POROSITÉ, s. f. [Porozité: dern. é fer.] Qualité d' un corps poreux. "La porosité du verre. = On ne le dit point des animaux.

PORPHYRE


PORPHYRE, s. m. PORPHYRISER, v. a. [Porfîre, firizé: 2e lon. au 1er.] Porphyre est une sorte de marbre extrêmement dur, dont le fond est ordinairement rouge, et quelquefois verd; et qui est marqué de petites taches blanches. "Table, colone, buste de porphyre.
   PORPHYRISER. est un terme de Chimie. C' est broyer une substance sur du porphyre, pour la réduire en une poûdre três-fine.

PORT


PORT, s. m. [Le t ne se prononce pas.] I. Dans son acception la plus ordinaire, c' est un lieu propre à recevoir des vaisseaux, et à les tenir à couvert des tempêtes. "L' entrée du port est aisée ou dificile. "Ce port {C210b~} a un fond de vâse. "Ce port n' est propre que pour de petits bâtimens, etc. = Fig. asîle, lieu de repôs, de tranquilité, d' assurance. "Il s' est retiré du monde et des afaires: il est dans le port. = Le port du salut se dit d' un lieu où l' on est à couvert de quelque danger. "Les maisons religieuses sont des ports de salut, où l' on est à l' abri des dangers du monde. = On le dit, dans un sens qui tient du propre, d' un lieu où l' on se retire aprês une tempête, et où l' on est en sûreté. = En st. famil. faire naufrage au port, ruiner une afaire au moment qu' on la croit achevée. _ Conduire ou arriver à bon port, achever heureûsement ce qu' on a entrepris. "Il commence à rire de ce ton que vous connoissez; et lisant et pamant toujours, il arrive à bon port, sans s' interrompre. Sév. = Aborder à bon port, se dit aussi au propre, comme prendre port et surgir au port, mais toujours dans le style simple.
   Il part, il arrive à bon port
   Dans ces solitaires retraites.
       Gresset.
"À~ quatre heures nous prîmes port, nous surgimes au port. Ce dernier vieillit.
   Rem. Demeurer sur le port, se promener sur le port sont des gasconismes; il faut dire au port. Voy. Sur.
   II. Port se dit de diférentes chôses, par raport à diverses significations du verbe porter. = 1°. Le port d' un vaisseau, ce qu' il peut porter de marchandises. "Vaisseau du port de trois cents tonneaux. = 2°. Ce qu' on paye pour la voitûre des hardes, etc. "Tant pour le port de cette malle. "Dépenser beaucoup en ports de lettres. = 3°. Le port d' armes, l' action, le droit de porter les armes. = 4°. À~ certains jeux de cartes, celles qu' on réserve pour les joindre à celles qu' on doit tirer du talon. "Mon port était fort beau, mais il m' est rentré vilain jeu. = 5°. Maintien: manière de porter sa tête et tout son corps, quand on est debout, ou qu' on marche. "Port noble et majestueux. _ Et en st. famil. "Cette femme a le port d' une reine.

PORTABLE


PORTABLE, adj.

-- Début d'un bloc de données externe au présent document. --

//! Circuit breaker for the generation API
//!
//! Each generator owns its own breaker, so one misbehaving credential or
//! endpoint cannot block unrelated generators in the same process.

use std::sync::atomic::{AtomicU32, AtomicU64, Ordering};
use std::time::{Duration, Instant};

/// Circuit breaker states
#[derive(Debug, Clone, Copy, PartialEq, Eq)]
pub enum CircuitState {
    /// Requests allowed
    Closed,
    /// Too many consecutive failures; requests rejected until the cooldown ends
    Open,
    /// Cooldown elapsed; the next request probes recovery
    HalfOpen,
}

/// Consecutive-failure circuit breaker
///
/// # Example
///
/// ```
/// use hive_agent::CircuitBreaker;
/// use std::time::Duration;
///
/// let breaker = CircuitBreaker::new(2, Duration::from_secs(60));
/// breaker.record_failure();
/// breaker.record_failure();
/// assert!(!breaker.can_execute());
/// ```
#[derive(Debug)]
pub struct CircuitBreaker {
    failures: AtomicU32,
    /// Millis since `epoch` of the most recent failure
    last_failure_ms: AtomicU64,
    epoch: Instant,
    threshold: u32,
    cooldown: Duration,
}

impl CircuitBreaker {
    pub fn new(threshold: u32, cooldown: Duration) -> Self {
        Self {
            failures: AtomicU32::new(0),
            last_failure_ms: AtomicU64::new(0),
            epoch: Instant::now(),
            threshold: threshold.max(1),
            cooldown,
        }
    }

    fn now_ms(&self) -> u64 {
        self.epoch.elapsed().as_millis() as u64
    }

    fn since_last_failure(&self) -> Duration {
        let last = self.last_failure_ms.load(Ordering::Relaxed);
        Duration::from_millis(self.now_ms().saturating_sub(last))
    }

    pub fn state(&self) -> CircuitState {
        if self.failures.load(Ordering::Relaxed) < self.threshold {
            CircuitState::Closed
        } else if self.since_last_failure() >= self.cooldown {
            CircuitState::HalfOpen
        } else {
            CircuitState::Open
        }
    }

    pub fn record_success(&self) {
        self.failures.store(0, Ordering::Relaxed);
    }

    pub fn record_failure(&self) {
        self.failures.fetch_add(1, Ordering::Relaxed);
        self.last_failure_ms.store(self.now_ms(), Ordering::Relaxed);
    }

    pub fn can_execute(&self) -> bool {
        self.state() != CircuitState::Open
    }

    pub fn failure_count(&self) -> u32 {
        self.failures.load(Ordering::Relaxed)
    }

    /// Time left before a probe is allowed; zero unless open
    pub fn time_until_retry(&self) -> Duration {
        match self.state() {
            CircuitState::Open => self.cooldown.saturating_sub(self.since_last_failure()),
            _ => Duration::ZERO,
        }
    }
}

impl Default for CircuitBreaker {
    fn default() -> Self {
        Self::new(3, Duration::from_secs(60))
    }
}

#[cfg(test)]
mod tests {
    use super::*;
    use std::thread::sleep;

    #[test]
    fn test_starts_closed() {
        let breaker = CircuitBreaker::default();
        assert_eq!(breaker.state(), CircuitState::Closed);
        assert!(breaker.can_execute());
        assert_eq!(breaker.time_until_retry(), Duration::ZERO);
    }

    #[test]
    fn test_opens_at_threshold() {
        let breaker = CircuitBreaker::new(3, Duration::from_secs(60));
        breaker.record_failure();
        breaker.record_failure();
        assert_eq!(breaker.state(), CircuitState::Closed);
        breaker.record_failure();
        assert_eq!(breaker.state(), CircuitState::Open);
        assert!(!breaker.can_execute());
        assert!(breaker.time_until_retry() > Duration::ZERO);
    }

    #[test]
    fn test_success_closes() {
        let breaker = CircuitBreaker::new(2, Duration::from_secs(60));
        breaker.record_failure();
        breaker.record_failure();
        breaker.record_success();
        assert_eq!(breaker.failure_count(), 0);
        assert_eq!(breaker.state(), CircuitState::Closed);
    }

    #[test]
    fn test_half_open_after_cooldown() {
        let breaker = CircuitBreaker::new(1, Duration::from_millis(50));
        breaker.record_failure();
        assert_eq!(breaker.state(), CircuitState::Open);

        sleep(Duration::from_millis(80));
        assert_eq!(breaker.state(), CircuitState::HalfOpen);
        assert!(breaker.can_execute());
    }

    #[test]
    fn test_breakers_are_independent() {
        let a = CircuitBreaker::new(1, Duration::from_secs(60));
        let b = CircuitBreaker::new(1, Duration::from_secs(60));
        a.record_failure();
        assert!(!a.can_execute());
        assert!(b.can_execute());
    }
}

Qui doit être porté. Terme de coutumes. "Il y a des coutumes où le cens est portable, où il doit être porté par le tenancier au manoir du Seigneur. = * Qui peut être porté. "Cet habit n' est plus portable. En ce sens, c' est un gasconisme. Desgr.

PORTAGE


PORTAGE, s. m. 1°. L' action et la peine de porter. "Il faut tant pour le portage. = 2°. Dans la Marine marchande, ce que chaque Oficier ou Matelot peut porter et embarquer pour son compte. "Il a droit de portage pour tant de quintaux. = 3°. Dans certains fleuves de l' Amérique, les endroits où, à cause des chûtes d' eau, il faut porter le canot jusqu' à un autre endroit où la rivière est navigable. "De là jusqu' à Quebec, il y a tant de portages.

PORTAIL


PORTAIL, s. m. [Por-tail: mouillez l' l finale: ai n' y a pas le son d' e, mais l' a y conserve son propre son.] On le dit, et de la principale porte, et de la façade entière d' une Église: mais on ne le dit point des palais et des hôtels; et portail pour porte cochère, est un gasconisme. Desgr. C' en est un aussi que de le dire de la porte flamande d' un jardin et des portes d' une ville. C' est du gascon et du provençal habillés à la française.

PORTANT


*PORTANT, ANTE, adj. Qui se porte en parlant de la santé: bien portant, mal portant. Autre gasconisme. "Des gens bien portans. TISSOT. Il avait pris cette façon de parler à Montpellier. * D' autres font pis, et disent portant tout seul: il est portant, elle est portante: il ou elle a de l' embonpoint. _ Il faut dire, qui se porte bien. = Dans le Rich. Port. on met, à bout portant, adv. "Il a été tué d' un coup de pistolet à bout portant, tiré de fort prês. Et fig. style famil. "Il lui a dit ces chôses à bout portant, en face. Voy. BOUT. _ L' Acad. le met aprês porter. = L' un portant l' autre: compensation faite du plus au moins. "Il a mille livres de revenus, une année portant l' aûtre, compensation faite des mauvaises années, où il en a moins, avec les bones, où il en retire davantage. L' Acad. ne met pas cette locution, et je ne saurais la garantir. Marivaux l' a employée, mais il l' a mise dans la bouche d' un paysan, et il l' emploie d' une manière burlesque. "Tant que mon âme et moi nous serons ensemble, nous vous suivrons par-tout l' un portant l' autre.

PORTATIF


PORTATIF, IVE, adj. Qu' on peut aisément porter. "Les petits livres sont comodes, parce qu' ils sont portatifs. = Depuis quelque-tems on a doné ce nom à des Dictionaires abrégés des grands. Dictionaire portatif de, etc. = Il se dit quelquefois des persones. Mde. de Sévigné voyageant avec son oncle l' Abé de Coulanges, qui était dans l' âge, et qu' elle apelait le bien bon, écrit à sa fille: "Quand on a un bien bon, on n' est pas si portative; c. à. d. on ne peut pas aler si vîte.

PORTE


PORTE, s. f. Il se dit, et de l' ouvertûre faite pour entrer dans un lieu fermé, et pour en sortir. "La baie, le seuil d' une porte. La porte d' une maison, d' un jardin; et de l' assemblage de bois ou de fer, qui sert à fermer cette ouvertûre. "Porte de bois de noyer. Ouvrir, fermer, tirer la porte. Heurter à la porte. = Figurément, on apèle porte d' une agraphe, la petite ouvertûre où entre le crochet. = Porte-verte, est un chassis couvert d' étofe verte, qu' on met devant les portes des chambres, pour empêcher le vent d' y entrer.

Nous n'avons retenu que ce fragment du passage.